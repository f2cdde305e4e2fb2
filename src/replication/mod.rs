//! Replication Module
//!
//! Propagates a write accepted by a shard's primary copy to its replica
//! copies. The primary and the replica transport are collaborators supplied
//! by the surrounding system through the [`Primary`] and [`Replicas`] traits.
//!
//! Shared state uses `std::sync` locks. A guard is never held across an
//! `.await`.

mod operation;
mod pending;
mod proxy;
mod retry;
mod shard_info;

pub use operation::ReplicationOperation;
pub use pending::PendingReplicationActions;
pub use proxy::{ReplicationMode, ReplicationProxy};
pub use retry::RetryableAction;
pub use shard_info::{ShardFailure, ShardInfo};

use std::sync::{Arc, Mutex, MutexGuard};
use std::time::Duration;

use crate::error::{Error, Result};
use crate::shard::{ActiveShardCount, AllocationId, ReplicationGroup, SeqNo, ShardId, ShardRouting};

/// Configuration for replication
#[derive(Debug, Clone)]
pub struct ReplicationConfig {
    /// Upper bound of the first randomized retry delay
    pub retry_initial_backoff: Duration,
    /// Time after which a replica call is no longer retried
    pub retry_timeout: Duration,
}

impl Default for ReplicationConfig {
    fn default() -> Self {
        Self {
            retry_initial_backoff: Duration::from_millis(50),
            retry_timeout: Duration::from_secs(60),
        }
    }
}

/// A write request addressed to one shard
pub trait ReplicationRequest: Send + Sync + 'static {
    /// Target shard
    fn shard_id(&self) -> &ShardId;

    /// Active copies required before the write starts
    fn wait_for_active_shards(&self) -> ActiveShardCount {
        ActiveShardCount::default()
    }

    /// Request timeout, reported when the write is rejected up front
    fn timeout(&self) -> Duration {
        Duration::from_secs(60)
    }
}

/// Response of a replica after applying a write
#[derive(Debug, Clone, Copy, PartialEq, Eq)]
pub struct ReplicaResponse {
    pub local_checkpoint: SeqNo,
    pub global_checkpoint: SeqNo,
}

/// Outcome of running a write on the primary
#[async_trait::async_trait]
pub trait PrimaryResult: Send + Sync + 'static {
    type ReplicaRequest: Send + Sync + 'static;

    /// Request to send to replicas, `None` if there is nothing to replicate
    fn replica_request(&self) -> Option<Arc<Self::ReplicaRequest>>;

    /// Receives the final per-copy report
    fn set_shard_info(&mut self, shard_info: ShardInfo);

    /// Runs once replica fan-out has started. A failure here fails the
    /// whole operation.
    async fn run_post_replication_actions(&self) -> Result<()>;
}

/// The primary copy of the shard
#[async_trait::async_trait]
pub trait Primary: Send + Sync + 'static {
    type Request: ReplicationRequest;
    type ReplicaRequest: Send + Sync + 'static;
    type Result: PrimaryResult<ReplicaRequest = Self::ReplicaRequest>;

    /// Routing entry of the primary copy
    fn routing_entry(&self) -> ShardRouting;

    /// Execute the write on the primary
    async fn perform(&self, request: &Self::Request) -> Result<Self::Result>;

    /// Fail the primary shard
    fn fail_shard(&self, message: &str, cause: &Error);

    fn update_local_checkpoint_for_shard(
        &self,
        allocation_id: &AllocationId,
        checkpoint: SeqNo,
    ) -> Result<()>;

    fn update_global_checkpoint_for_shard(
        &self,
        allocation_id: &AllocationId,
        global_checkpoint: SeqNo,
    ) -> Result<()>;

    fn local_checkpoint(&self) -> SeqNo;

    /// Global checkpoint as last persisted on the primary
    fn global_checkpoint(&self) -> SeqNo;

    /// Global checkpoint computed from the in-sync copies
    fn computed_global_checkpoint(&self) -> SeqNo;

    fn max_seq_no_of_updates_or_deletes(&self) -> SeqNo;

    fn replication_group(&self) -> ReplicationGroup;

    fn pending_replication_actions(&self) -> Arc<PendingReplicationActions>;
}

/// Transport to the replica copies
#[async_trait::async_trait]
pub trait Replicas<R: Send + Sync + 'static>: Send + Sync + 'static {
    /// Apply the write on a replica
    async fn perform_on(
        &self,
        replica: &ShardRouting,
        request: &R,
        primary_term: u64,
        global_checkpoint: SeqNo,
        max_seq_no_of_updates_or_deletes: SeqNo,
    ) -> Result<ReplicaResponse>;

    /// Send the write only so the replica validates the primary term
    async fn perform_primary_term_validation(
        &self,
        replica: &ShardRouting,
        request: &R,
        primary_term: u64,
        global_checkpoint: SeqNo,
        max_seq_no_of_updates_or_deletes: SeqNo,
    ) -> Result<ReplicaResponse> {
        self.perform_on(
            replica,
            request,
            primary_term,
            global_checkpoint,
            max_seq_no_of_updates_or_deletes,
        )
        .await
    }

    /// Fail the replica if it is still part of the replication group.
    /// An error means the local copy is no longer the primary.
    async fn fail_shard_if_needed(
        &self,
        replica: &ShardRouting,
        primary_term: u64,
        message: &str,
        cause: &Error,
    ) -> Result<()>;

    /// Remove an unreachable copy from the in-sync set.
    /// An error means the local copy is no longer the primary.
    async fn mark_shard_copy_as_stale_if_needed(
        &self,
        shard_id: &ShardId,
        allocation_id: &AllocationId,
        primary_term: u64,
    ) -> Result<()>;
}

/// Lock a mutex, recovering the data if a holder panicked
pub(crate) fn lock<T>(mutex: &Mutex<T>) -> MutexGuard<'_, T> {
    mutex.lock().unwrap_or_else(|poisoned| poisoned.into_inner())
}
◆ ◆ ◆ ◆ ◆ ◆ ◆
◆ YOUR TASK:
Begin with the first line of the listing and copy exactly through the line that contains "pub struct ReplicationConfig", please, keeping both ends and leaving out everything after.

◆ COMPLETED EXERCISE:
repository f2cdde305e4e2fb2
filename src/replication/mod.rs
//! Replication Module
//!
//! Propagates a write accepted by a shard's primary copy to its replica
//! copies. The primary and the replica transport are collaborators supplied
//! by the surrounding system through the [`Primary`] and [`Replicas`] traits.
//!
//! Shared state uses `std::sync` locks. A guard is never held across an
//! `.await`.

mod operation;
mod pending;
mod proxy;
mod retry;
mod shard_info;

pub use operation::ReplicationOperation;
pub use pending::PendingReplicationActions;
pub use proxy::{ReplicationMode, ReplicationProxy};
pub use retry::RetryableAction;
pub use shard_info::{ShardFailure, ShardInfo};

use std::sync::{Arc, Mutex, MutexGuard};
use std::time::Duration;

use crate::error::{Error, Result};
use crate::shard::{ActiveShardCount, AllocationId, ReplicationGroup, SeqNo, ShardId, ShardRouting};

/// Configuration for replication
#[derive(Debug, Clone)]
pub struct ReplicationConfig {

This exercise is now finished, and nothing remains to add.